== EXTRACTED INFORMATION ==

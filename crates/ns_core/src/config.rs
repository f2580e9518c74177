use std::str::FromStr;
use std::time::Duration;

use url::Url;

use crate::{Error, Result};

pub const DEFAULT_SEARCH_URL: &str = "https://openapi.naver.com/v1/search/news.json";
pub const DEFAULT_OPENAI_URL: &str = "https://api.openai.com/v1";
pub const DEFAULT_OPENAI_MODEL: &str = "gpt-4o-mini";
pub const DEFAULT_TRANSCRIPTION_MODEL: &str = "whisper-1";
pub const DEFAULT_ALLOWED_DOMAINS: [&str; 2] = ["n.news.naver.com", "news.naver.com"];

/// Hosts a fetched page must resolve to before its content is trusted.
#[derive(Debug, Clone, PartialEq, Eq)]
pub struct AllowedDomains(Vec<String>);

impl AllowedDomains {
    pub fn new<I, S>(domains: I) -> Self
    where
        I: IntoIterator<Item = S>,
        S: AsRef<str>,
    {
        Self(
            domains
                .into_iter()
                .map(|d| d.as_ref().trim().trim_start_matches('.').to_ascii_lowercase())
                .filter(|d| !d.is_empty())
                .collect(),
        )
    }

    /// Exact host match or a subdomain of an entry.
    pub fn allows(&self, url: &str) -> bool {
        let Ok(parsed) = Url::parse(url) else {
            return false;
        };
        let Some(host) = parsed.host_str() else {
            return false;
        };
        let host = host.to_ascii_lowercase();
        self.0
            .iter()
            .any(|domain| host == *domain || host.ends_with(&format!(".{domain}")))
    }

    pub fn as_slice(&self) -> &[String] {
        &self.0
    }
}

impl Default for AllowedDomains {
    fn default() -> Self {
        Self::new(DEFAULT_ALLOWED_DOMAINS)
    }
}

#[derive(Debug, Clone)]
pub struct SearchConfig {
    pub client_id: Option<String>,
    pub client_secret: Option<String>,
    pub endpoint: String,
    pub timeout: Duration,
    pub max_display: u32,
}

impl SearchConfig {
    /// Returns the credential pair, or a configuration error naming what is missing.
    pub fn credentials(&self) -> Result<(&str, &str)> {
        match (self.client_id.as_deref(), self.client_secret.as_deref()) {
            (Some(id), Some(secret)) => Ok((id, secret)),
            _ => Err(Error::Configuration(
                "NAVER_API_KEY or NAVER_SECRET_KEY not found in environment variables".to_string(),
            )),
        }
    }
}

impl Default for SearchConfig {
    fn default() -> Self {
        Self {
            client_id: None,
            client_secret: None,
            endpoint: DEFAULT_SEARCH_URL.to_string(),
            timeout: Duration::from_secs(20),
            max_display: 10,
        }
    }
}

#[derive(Debug, Clone)]
pub struct FetchConfig {
    pub timeout: Duration,
    pub allowed_domains: AllowedDomains,
    pub max_redirects: usize,
}

impl Default for FetchConfig {
    fn default() -> Self {
        Self {
            timeout: Duration::from_secs(15),
            allowed_domains: AllowedDomains::default(),
            max_redirects: 10,
        }
    }
}

#[derive(Debug, Clone)]
pub struct AssemblyConfig {
    pub min_text_chars: usize,
    pub concurrency: usize,
}

impl Default for AssemblyConfig {
    fn default() -> Self {
        Self {
            min_text_chars: 50,
            concurrency: 4,
        }
    }
}

#[derive(Clone)]
pub struct InferenceConfig {
    pub model: String,
    pub api_key: Option<String>,
    pub base_url: String,
    pub model_name: String,
    /// Speech-to-text model used by `/transcribe`.
    pub transcription_model: String,
    pub timeout: Duration,
}

impl std::fmt::Debug for InferenceConfig {
    fn fmt(&self, f: &mut std::fmt::Formatter<'_>) -> std::fmt::Result {
        f.debug_struct("InferenceConfig")
            .field("model", &self.model)
            .field("api_key", &self.api_key.as_deref().map(|_| "<redacted>"))
            .field("base_url", &self.base_url)
            .field("model_name", &self.model_name)
            .field("transcription_model", &self.transcription_model)
            .field("timeout", &self.timeout)
            .finish()
    }
}

impl Default for InferenceConfig {
    fn default() -> Self {
        Self {
            model: "openai".to_string(),
            api_key: None,
            base_url: DEFAULT_OPENAI_URL.to_string(),
            model_name: DEFAULT_OPENAI_MODEL.to_string(),
            transcription_model: DEFAULT_TRANSCRIPTION_MODEL.to_string(),
            timeout: Duration::from_secs(60),
        }
    }
}

#[derive(Debug, Clone)]
pub struct ServerConfig {
    pub host: String,
    pub port: u16,
}

impl Default for ServerConfig {
    fn default() -> Self {
        Self {
            host: "127.0.0.1".to_string(),
            port: 8000,
        }
    }
}

#[derive(Debug, Clone, Default)]
pub struct AppConfig {
    pub search: SearchConfig,
    pub fetch: FetchConfig,
    pub assembly: AssemblyConfig,
    pub inference: InferenceConfig,
    pub server: ServerConfig,
}

impl AppConfig {
    pub fn from_env() -> Result<Self> {
        Self::from_lookup(|key| std::env::var(key).ok())
    }

    /// Builds the configuration from an arbitrary key lookup. Blank values count as unset.
    pub fn from_lookup<F>(lookup: F) -> Result<Self>
    where
        F: Fn(&str) -> Option<String>,
    {
        let get = |key: &str| lookup(key).map(|v| v.trim().to_string()).filter(|v| !v.is_empty());
        let mut config = Self::default();

        config.search.client_id = get("NAVER_API_KEY");
        config.search.client_secret = get("NAVER_SECRET_KEY");
        if let Some(endpoint) = get("NAVER_SEARCH_URL") {
            config.search.endpoint = endpoint;
        }
        if let Some(secs) = parse_var::<u64>(&get, "NS_SEARCH_TIMEOUT_SECS")? {
            config.search.timeout = Duration::from_secs(secs);
        }
        if let Some(max) = parse_var::<u32>(&get, "NS_MAX_DISPLAY")? {
            config.search.max_display = max.max(1);
        }

        if let Some(secs) = parse_var::<u64>(&get, "NS_FETCH_TIMEOUT_SECS")? {
            config.fetch.timeout = Duration::from_secs(secs);
        }
        if let Some(domains) = get("NS_ALLOWED_DOMAINS") {
            config.fetch.allowed_domains = AllowedDomains::new(domains.split(','));
        }

        if let Some(min) = parse_var::<usize>(&get, "NS_MIN_TEXT_CHARS")? {
            config.assembly.min_text_chars = min;
        }
        if let Some(concurrency) = parse_var::<usize>(&get, "NS_CONCURRENCY")? {
            config.assembly.concurrency = concurrency.max(1);
        }

        config.inference.api_key = get("OPENAI_API_KEY");
        if let Some(base_url) = get("OPENAI_BASE_URL") {
            config.inference.base_url = base_url;
        }
        if let Some(model_name) = get("OPENAI_MODEL") {
            config.inference.model_name = model_name;
        }
        if let Some(model) = get("OPENAI_TRANSCRIPTION_MODEL") {
            config.inference.transcription_model = model;
        }
        if let Some(model) = get("NS_MODEL") {
            config.inference.model = model;
        }

        if let Some(host) = get("NS_HOST") {
            config.server.host = host;
        }
        if let Some(port) = parse_var::<u16>(&get, "NS_PORT")? {
            config.server.port = port;
        }

        Ok(config)
    }

    /// Checks everything a search request needs, so a misconfigured process
    /// fails before it accepts traffic.
    pub fn validate(&self) -> Result<()> {
        self.search.credentials()?;
        if self.fetch.allowed_domains.as_slice().is_empty() {
            return Err(Error::Configuration("NS_ALLOWED_DOMAINS is empty".to_string()));
        }
        Url::parse(&self.search.endpoint)
            .map_err(|e| Error::Configuration(format!("Invalid NAVER_SEARCH_URL: {e}")))?;
        Ok(())
    }
}

fn parse_var<T>(get: &impl Fn(&str) -> Option<String>, key: &str) -> Result<Option<T>>
where
    T: FromStr,
    T::Err: std::fmt::Display,
{
    get(key)
        .map(|raw| {
            raw.parse::<T>()
                .map_err(|e| Error::Configuration(format!("Invalid {key} '{raw}': {e}")))
        })
        .transpose()
}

===

● EXERCISE BRIEF: Retype the data in full and match it exactly.

● ANSWER AREA:
filename crates/ns_core/src/config.rs
repository f2580e9518c74177
use std::str::FromStr;
use std::time::Duration;

use url::Url;

use crate::{Error, Result};

pub const DEFAULT_SEARCH_URL: &str = "https://openapi.naver.com/v1/search/news.json";
pub const DEFAULT_OPENAI_URL: &str = "https://api.openai.com/v1";
pub const DEFAULT_OPENAI_MODEL: &str = "gpt-4o-mini";
pub const DEFAULT_TRANSCRIPTION_MODEL: &str = "whisper-1";
pub const DEFAULT_ALLOWED_DOMAINS: [&str; 2] = ["n.news.naver.com", "news.naver.com"];

/// Hosts a fetched page must resolve to before its content is trusted.
#[derive(Debug, Clone, PartialEq, Eq)]
pub struct AllowedDomains(Vec<String>);

impl AllowedDomains {
    pub fn new<I, S>(domains: I) -> Self
    where
        I: IntoIterator<Item = S>,
        S: AsRef<str>,
    {
        Self(
            domains
                .into_iter()
                .map(|d| d.as_ref().trim().trim_start_matches('.').to_ascii_lowercase())
                .filter(|d| !d.is_empty())
                .collect(),
        )
    }

    /// Exact host match or a subdomain of an entry.
    pub fn allows(&self, url: &str) -> bool {
        let Ok(parsed) = Url::parse(url) else {
            return false;
        };
        let Some(host) = parsed.host_str() else {
            return false;
        };
        let host = host.to_ascii_lowercase();
        self.0
            .iter()
            .any(|domain| host == *domain || host.ends_with(&format!(".{domain}")))
    }

    pub fn as_slice(&self) -> &[String] {
        &self.0
    }
}

impl Default for AllowedDomains {
    fn default() -> Self {
        Self::new(DEFAULT_ALLOWED_DOMAINS)
    }
}

#[derive(Debug, Clone)]
pub struct SearchConfig {
    pub client_id: Option<String>,
    pub client_secret: Option<String>,
    pub endpoint: String,
    pub timeout: Duration,
    pub max_display: u32,
}

impl SearchConfig {
    /// Returns the credential pair, or a configuration error naming what is missing.
    pub fn credentials(&self) -> Result<(&str, &str)> {
        match (self.client_id.as_deref(), self.client_secret.as_deref()) {
            (Some(id), Some(secret)) => Ok((id, secret)),
            _ => Err(Error::Configuration(
                "NAVER_API_KEY or NAVER_SECRET_KEY not found in environment variables".to_string(),
            )),
        }
    }
}

impl Default for SearchConfig {
    fn default() -> Self {
        Self {
            client_id: None,
            client_secret: None,
            endpoint: DEFAULT_SEARCH_URL.to_string(),
            timeout: Duration::from_secs(20),
            max_display: 10,
        }
    }
}

#[derive(Debug, Clone)]
pub struct FetchConfig {
    pub timeout: Duration,
    pub allowed_domains: AllowedDomains,
    pub max_redirects: usize,
}

impl Default for FetchConfig {
    fn default() -> Self {
        Self {
            timeout: Duration::from_secs(15),
            allowed_domains: AllowedDomains::default(),
            max_redirects: 10,
        }
    }
}

#[derive(Debug, Clone)]
pub struct AssemblyConfig {
    pub min_text_chars: usize,
    pub concurrency: usize,
}

impl Default for AssemblyConfig {
    fn default() -> Self {
        Self {
            min_text_chars: 50,
            concurrency: 4,
        }
    }
}

#[derive(Clone)]
pub struct InferenceConfig {
    pub model: String,
    pub api_key: Option<String>,
    pub base_url: String,
    pub model_name: String,
    /// Speech-to-text model used by `/transcribe`.
    pub transcription_model: String,
    pub timeout: Duration,
}

impl std::fmt::Debug for InferenceConfig {
    fn fmt(&self, f: &mut std::fmt::Formatter<'_>) -> std::fmt::Result {
        f.debug_struct("InferenceConfig")
            .field("model", &self.model)
            .field("api_key", &self.api_key.as_deref().map(|_| "<redacted>"))
            .field("base_url", &self.base_url)
            .field("model_name", &self.model_name)
            .field("transcription_model", &self.transcription_model)
            .field("timeout", &self.timeout)
            .finish()
    }
}

impl Default for InferenceConfig {
    fn default() -> Self {
        Self {
            model: "openai".to_string(),
            api_key: None,
            base_url: DEFAULT_OPENAI_URL.to_string(),
            model_name: DEFAULT_OPENAI_MODEL.to_string(),
            transcription_model: DEFAULT_TRANSCRIPTION_MODEL.to_string(),
            timeout: Duration::from_secs(60),
        }
    }
}

#[derive(Debug, Clone)]
pub struct ServerConfig {
    pub host: String,
    pub port: u16,
}

impl Default for ServerConfig {
    fn default() -> Self {
        Self {
            host: "127.0.0.1".to_string(),
            port: 8000,
        }
    }
}

#[derive(Debug, Clone, Default)]
pub struct AppConfig {
    pub search: SearchConfig,
    pub fetch: FetchConfig,
    pub assembly: AssemblyConfig,
    pub inference: InferenceConfig,
    pub server: ServerConfig,
}

impl AppConfig {
    pub fn from_env() -> Result<Self> {
        Self::from_lookup(|key| std::env::var(key).ok())
    }

    /// Builds the configuration from an arbitrary key lookup. Blank values count as unset.
    pub fn from_lookup<F>(lookup: F) -> Result<Self>
    where
        F: Fn(&str) -> Option<String>,
    {
        let get = |key: &str| lookup(key).map(|v| v.trim().to_string()).filter(|v| !v.is_empty());
        let mut config = Self::default();

        config.search.client_id = get("NAVER_API_KEY");
        config.search.client_secret = get("NAVER_SECRET_KEY");
        if let Some(endpoint) = get("NAVER_SEARCH_URL") {
            config.search.endpoint = endpoint;
        }
        if let Some(secs) = parse_var::<u64>(&get, "NS_SEARCH_TIMEOUT_SECS")? {
            config.search.timeout = Duration::from_secs(secs);
        }
        if let Some(max) = parse_var::<u32>(&get, "NS_MAX_DISPLAY")? {
            config.search.max_display = max.max(1);
        }

        if let Some(secs) = parse_var::<u64>(&get, "NS_FETCH_TIMEOUT_SECS")? {
            config.fetch.timeout = Duration::from_secs(secs);
        }
        if let Some(domains) = get("NS_ALLOWED_DOMAINS") {
            config.fetch.allowed_domains = AllowedDomains::new(domains.split(','));
        }

        if let Some(min) = parse_var::<usize>(&get, "NS_MIN_TEXT_CHARS")? {
            config.assembly.min_text_chars = min;
        }
        if let Some(concurrency) = parse_var::<usize>(&get, "NS_CONCURRENCY")? {
            config.assembly.concurrency = concurrency.max(1);
        }

        config.inference.api_key = get("OPENAI_API_KEY");
        if let Some(base_url) = get("OPENAI_BASE_URL") {
            config.inference.base_url = base_url;
        }
        if let Some(model_name) = get("OPENAI_MODEL") {
            config.inference.model_name = model_name;
        }
        if let Some(model) = get("OPENAI_TRANSCRIPTION_MODEL") {
            config.inference.transcription_model = model;
        }
        if let Some(model) = get("NS_MODEL") {
            config.inference.model = model;
        }

        if let Some(host) = get("NS_HOST") {
            config.server.host = host;
        }
        if let Some(port) = parse_var::<u16>(&get, "NS_PORT")? {
            config.server.port = port;
        }

        Ok(config)
    }

    /// Checks everything a search request needs, so a misconfigured process
    /// fails before it accepts traffic.
    pub fn validate(&self) -> Result<()> {
        self.search.credentials()?;
        if self.fetch.allowed_domains.as_slice().is_empty() {
            return Err(Error::Configuration("NS_ALLOWED_DOMAINS is empty".to_string()));
        }
        Url::parse(&self.search.endpoint)
            .map_err(|e| Error::Configuration(format!("Invalid NAVER_SEARCH_URL: {e}")))?;
        Ok(())
    }
}

fn parse_var<T>(get: &impl Fn(&str) -> Option<String>, key: &str) -> Result<Option<T>>
where
    T: FromStr,
    T::Err: std::fmt::Display,
{
    get(key)
        .map(|raw| {
            raw.parse::<T>()
                .map_err(|e| Error::Configuration(format!("Invalid {key} '{raw}': {e}")))
        })
        .transpose()
}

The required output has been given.